Scientific classification
- Kingdom: Animalia
- Phylum: Chordata
- Class: Actinopterygii
- Order: Tetraodontiformes
- Family: Ostraciidae
- Genus: Ostracion
- Species: O. nasus
- Binomial name: Ostracion nasus Bloch, 1785
- Synonyms: Rhynchostracion nasus (Bloch, 1785)

= Shortnose boxfish =

- Authority: Bloch, 1785
- Conservation status: LC
- Synonyms: Rhynchostracion nasus (Bloch, 1785)

Species of fish

The Shortnose boxfish (Ostracion nasus) is a species of marine ray-finned fish belonging to the family Ostraciidae, the boxfishes. This species is found in the Indian and Pacific Oceans.

==Taxonomy==
The shortnose boxfish was first formally described in 1785 by the German physician and naturalist Marcus Elieser Bloch with its type locality given as the Nile Delta, Egypt, probably erroneously. This species is classified in the genus Ostracion which the 5th edition of Fishes of the World classifies within the family Ostraciidae in the suborder Ostracioidea within the order Tetraodontiformes.

==Etymology==
The shortnose boxfish is classified in the genus Ostracion, this name means "little box" and is an allusion to the shape of the body of its type species, O. cubicum. The specific name, nasus means "nose" and is a reference to the short snout.

==Description==
The shortnose boxfish has 9 soft rays supporting both the dorsal and anal fins while the caudal fin has 10 rays, 8 of which are branched. Both sexes have a short, fleshy protuberance that overhangs the lips, which is thicker and wider in males.

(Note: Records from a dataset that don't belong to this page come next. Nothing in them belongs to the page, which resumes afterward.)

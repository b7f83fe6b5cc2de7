pub mod docx;
pub mod layout;
pub mod metrics;
pub mod pdf;

use crate::error::SummarizeError;
use crate::models::{Format, RenderedArtifact, RenderedArtifacts};
use std::path::{Path, PathBuf};
use tracing::debug;

pub use layout::{layout_pages, PageLayout, PageSettings, PlacedLine};

pub fn render_text(summary: &str) -> Vec<u8> {
    summary.as_bytes().to_vec()
}

/// Renders all three artifacts. Any single failure fails the whole call.
pub fn render_all(summary: &str) -> Result<RenderedArtifacts, SummarizeError> {
    render_all_with(summary, &PageSettings::default())
}

pub fn render_all_with(
    summary: &str,
    settings: &PageSettings,
) -> Result<RenderedArtifacts, SummarizeError> {
    let text = RenderedArtifact::new(Format::Text, render_text(summary));
    let word_document = RenderedArtifact::new(Format::WordDocument, docx::render_docx(summary)?);
    let pdf = RenderedArtifact::new(Format::Pdf, pdf::render_pdf(summary, settings)?);

    debug!(
        text_bytes = text.bytes.len(),
        docx_bytes = word_document.bytes.len(),
        pdf_bytes = pdf.bytes.len(),
        "rendered summary artifacts"
    );

    Ok(RenderedArtifacts {
        text,
        word_document,
        pdf,
    })
}

impl RenderedArtifacts {
    /// Writes each artifact under its suggested file name.
    pub async fn write_to_dir(&self, dir: &Path) -> Result<Vec<PathBuf>, SummarizeError> {
        tokio::fs::create_dir_all(dir).await?;

        let mut written = Vec::new();
        for artifact in self.iter() {
            let path = dir.join(artifact.file_name);
            tokio::fs::write(&path, &artifact.bytes).await?;
            written.push(path);
        }
        Ok(written)
    }
}

#[cfg(test)]
mod tests {
    use super::*;
    use tempfile::tempdir;

    #[test]
    fn text_artifact_is_byte_exact() {
        let summary = "Résumé: costs fell — “sharply”.\nSecond line.";
        let artifacts = render_all(summary).unwrap();

        assert_eq!(String::from_utf8(artifacts.text.bytes.clone()).unwrap(), summary);
        assert_eq!(artifacts.text.mime, "text/plain");
        assert_eq!(artifacts.pdf.mime, "application/pdf");
        assert_eq!(artifacts.get(Format::Pdf).file_name, "Summary.pdf");
    }

    #[test]
    fn empty_summary_still_renders() {
        let artifacts = render_all("").unwrap();
        assert!(artifacts.text.bytes.is_empty());
        assert!(!artifacts.word_document.bytes.is_empty());
        assert!(!artifacts.pdf.bytes.is_empty());
    }

    #[tokio::test]
    async fn artifacts_are_written_with_suggested_names() -> Result<(), Box<dyn std::error::Error>> {
        let dir = tempdir()?;
        let artifacts = render_all("Saved summary.")?;

        let written = artifacts.write_to_dir(dir.path()).await?;
        let names: Vec<_> = written
            .iter()
            .filter_map(|path| path.file_name().and_then(|name| name.to_str()))
            .collect();
        assert_eq!(names, vec!["Summary.txt", "Summary.docx", "Summary.pdf"]);
        assert_eq!(std::fs::read_to_string(dir.path().join("Summary.txt"))?, "Saved summary.");
        Ok(())
    }
}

Juveniles are typically white-to-beige with large, uniform spots, while adults are typically tan with large, irregular, brown spots mostly centered on the dorsal side. This species has a maximum published total length of 30 cm.

==Distribution and habitat==
The shortnose boxfish is found in the Indo-Pacific where it occurs from Sri Lanka east to Fiji, north to the Philippines and south to northwestern Australia. This species is found over soft and rocky substrates at depths between 2 and 80 m.